Par Eric de NATTES

Marc 7, 1-23

Pur/Impur

Écoutez-moi, tous, et comprenez bien ! Nous allons essayer Seigneur… Si tu insistes autant, c’est que l’enjeu doit être important.

1°) ’’Vous laissez les commandements de Dieu pour vous attacher à la tradition des hommes.’’ Le commandement de Dieu, n’est-ce pas ce qui ouvre à l’infini de la présence de l’autre, de la blessure qu’il provoque en moi ? ‘’Tu aimeras ton prochain comme toi-même ! Tu béniras ton ennemi ! Tu inviteras à ta table celui qui ne peut te rendre la pareille ! Tu accueilleras l’étranger, toi qui as été en exil sur la terre d’Égypte ! Pardonne, 77X 7X ! Aimer ton Dieu de toutes tes forces, de toute ton âme.’’ Et ainsi de suite. Je comprends vite, face au commandement de Dieu, combien je ne peux que crier : ‘’prends pitié de moi, Seigneur, je ne suis qu’un homme pécheur.’’ Ton commandement, Seigneur, c’est ce qui me décentre de moi et me place face à l’infini de ma responsabilité devant la vie, sa grâce et sa fragilité sans fond.

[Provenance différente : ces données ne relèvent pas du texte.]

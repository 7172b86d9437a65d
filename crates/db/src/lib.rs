//! Database layer for yatube.
//!
//! Entities, migrations and repositories for users, groups, posts,
//! comments and follows.

pub mod entities;
pub mod migrations;
pub mod repositories;
pub mod test_utils;

use std::time::Duration;

use sea_orm::{ConnectOptions, Database, DatabaseConnection};
use sea_orm_migration::MigratorTrait;
use tracing::log::LevelFilter;
use yatube_common::{AppError, config::DatabaseConfig};

/// Pool settings for `config`.
#[must_use]
pub fn connect_options(config: &DatabaseConfig) -> ConnectOptions {
    let connect_timeout = Duration::from_secs(config.connect_timeout_secs);
    // Never keep more idle connections than the pool may hold
    let min_connections = config.min_connections.min(config.max_connections);

    let mut opt = ConnectOptions::new(&config.url);
    opt.max_connections(config.max_connections)
        .min_connections(min_connections)
        .connect_timeout(connect_timeout)
        .acquire_timeout(connect_timeout)
        .idle_timeout(Duration::from_secs(config.idle_timeout_secs))
        .max_lifetime(Duration::from_secs(config.max_lifetime_secs))
        .sqlx_logging(true)
        .sqlx_logging_level(LevelFilter::Debug);
    opt
}

/// Open the connection pool.
pub async fn init(config: &DatabaseConfig) -> Result<DatabaseConnection, AppError> {
    let db = Database::connect(connect_options(config))
        .await
        .map_err(|e| AppError::Database(e.to_string()))?;
    tracing::info!(max_connections = config.max_connections, "Database connected");
    Ok(db)
}

/// Bring the schema up to date.
pub async fn migrate(db: &DatabaseConnection) -> Result<(), AppError> {
    let pending = migrations::Migrator::get_pending_migrations(db)
        .await
        .map_err(|e| AppError::Database(e.to_string()))?;
    if pending.is_empty() {
        tracing::debug!("Schema is up to date");
        return Ok(());
    }

    tracing::info!(count = pending.len(), "Applying migrations");
    migrations::Migrator::up(db, None)
        .await
        .map_err(|e| AppError::Database(e.to_string()))
}
//! Create post table migration.

use sea_orm_migration::prelude::*;

#[derive(DeriveMigrationName)]
pub struct Migration;

#[async_trait::async_trait]
impl MigrationTrait for Migration {
    async fn up(&self, manager: &SchemaManager) -> Result<(), DbErr> {
        manager
            .create_table(
                Table::create()
                    .table(Post::Table)
                    .if_not_exists()
                    .col(ColumnDef::new(Post::Id).string_len(32).not_null().primary_key())
                    .col(ColumnDef::new(Post::Text).text().not_null())
                    .col(ColumnDef::new(Post::AuthorId).string_len(32).not_null())
                    .col(ColumnDef::new(Post::GroupId).string_len(32))
                    .col(ColumnDef::new(Post::Image).string_len(256))
                    .col(
                        ColumnDef::new(Post::CreatedAt)
                            .timestamp_with_time_zone()
                            .not_null()
                            .default(Expr::current_timestamp()),
                    )
                    .foreign_key(
                        ForeignKey::create()
                            .name("fk_post_author")
                            .from(Post::Table, Post::AuthorId)
                            .to(User::Table, User::Id)
                            .on_delete(ForeignKeyAction::Cascade),
                    )
                    .foreign_key(
                        ForeignKey::create()
                            .name("fk_post_group")
                            .from(Post::Table, Post::GroupId)
                            .to(Group::Table, Group::Id)
                            .on_delete(ForeignKeyAction::SetNull),
                    )
                    .to_owned(),
            )
            .await?;

        // Index: created_at (listing order)
        manager
            .create_index(
                Index::create()
                    .name("idx_post_created_at")
                    .table(Post::Table)
                    .col(Post::CreatedAt)
                    .to_owned(),
            )
            .await?;

        // Index: author_id (profile pages, follow feed)
        manager
            .create_index(
                Index::create()
                    .name("idx_post_author_id")
                    .table(Post::Table)
                    .col(Post::AuthorId)
                    .to_owned(),
            )
            .await?;

        // Index: group_id (group pages)
        manager
            .create_index(
                Index::create()
                    .name("idx_post_group_id")
                    .table(Post::Table)
                    .col(Post::GroupId)
                    .to_owned(),
            )
            .await?;

        Ok(())
    }

    async fn down(&self, manager: &SchemaManager) -> Result<(), DbErr> {
        manager
            .drop_table(Table::drop().table(Post::Table).to_owned())
            .await
    }
}

#[derive(Iden)]
enum Post {
    Table,
    Id,
    Text,
    AuthorId,
    GroupId,
    Image,
    CreatedAt,
}

#[derive(Iden)]
enum User {
    Table,
    Id,
}

#[derive(Iden)]
enum Group {
    Table,
    Id,
}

Les recommandations de la religion : me laver les mains avant le repas, donner telle offrande pour le pardon de mon péché, me purifier au retour du marché, manger du poisson le vendredi… cela je peux le faire. C’est contraignant, certes ! Mais pas infaisable. Plus que cela, c’est parfois tout à fait judicieux. La pandémie que nous traversons nous rappelle que des gestes aussi simples que se laver les mains après avoir passé du temps dans les transports en commun peut-être une très bonne habitude ! Et curieusement on nous dit aujourd’hui que jeûner durant certaines périodes de l’année est une très bonne hygiène de vie. Question cependant : Est-ce que ces pratiques m’ouvrent à l’altérité, à l’infini ? À l’amour du prochain ? Ou est-ce qu’elles me referment sur moi, sur une complaisance sur moi-même ? Ma pureté. Je suis plutôt quelqu’un de bien et de méritant. Un vrai bon pratiquant.

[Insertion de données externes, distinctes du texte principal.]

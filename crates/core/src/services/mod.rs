//! Business logic services.

#![allow(missing_docs)]

pub mod comment;
pub mod follow;
pub mod group;
pub mod media;
pub mod post;
pub mod user;

pub use comment::{CommentService, CommentView, CreateCommentInput};
pub use follow::{FollowOutcome, FollowService};
pub use group::{CreateGroupInput, GroupService};
pub use media::{ImageFormat, ImageInfo, MediaService};
pub use post::{ImageChange, ImageUpload, PostInput, PostService, PostView};
pub use user::{CreateUserInput, UserService};

use std::borrow::Cow;

use validator::ValidationError;

/// Rejects text that is empty once surrounding whitespace is removed.
pub(crate) fn validate_not_blank(text: &str) -> Result<(), ValidationError> {
    if text.trim().is_empty() {
        let mut err = ValidationError::new("required");
        err.message = Some(Cow::Borrowed("This field is required."));
        return Err(err);
    }
    Ok(())
}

2°) ‘’Ils prennent leur repas avec des mains impurs.’’ Ce qui devrait manifester le lieu de la communion entre les hommes – le repas – les nourritures données par la terre à tous, et partagées pour la joie de tous les convives, avec la parole qui s’échange, ce repas que Jésus a tant affectionné, le prenant chez les pharisiens comme chez les publicains, ce repas dont il a fait le sacrement de sa présence et que nous célébrons en cet instant, voici donc que des prescriptions et des interdits alimentaires viennent empêcher son miracle de s’accomplir : rassembler les hommes autour de la même table. Ce qui devait unir divise, ce qui devait rassembler sépare les purs et les impurs. C’est l’eucharistie elle-même qui s’en trouve ébranlée, elle qui nous offre les prémices du repas dans le Royaume, tous pécheurs, rassemblés autour de la table royale du pardon offert.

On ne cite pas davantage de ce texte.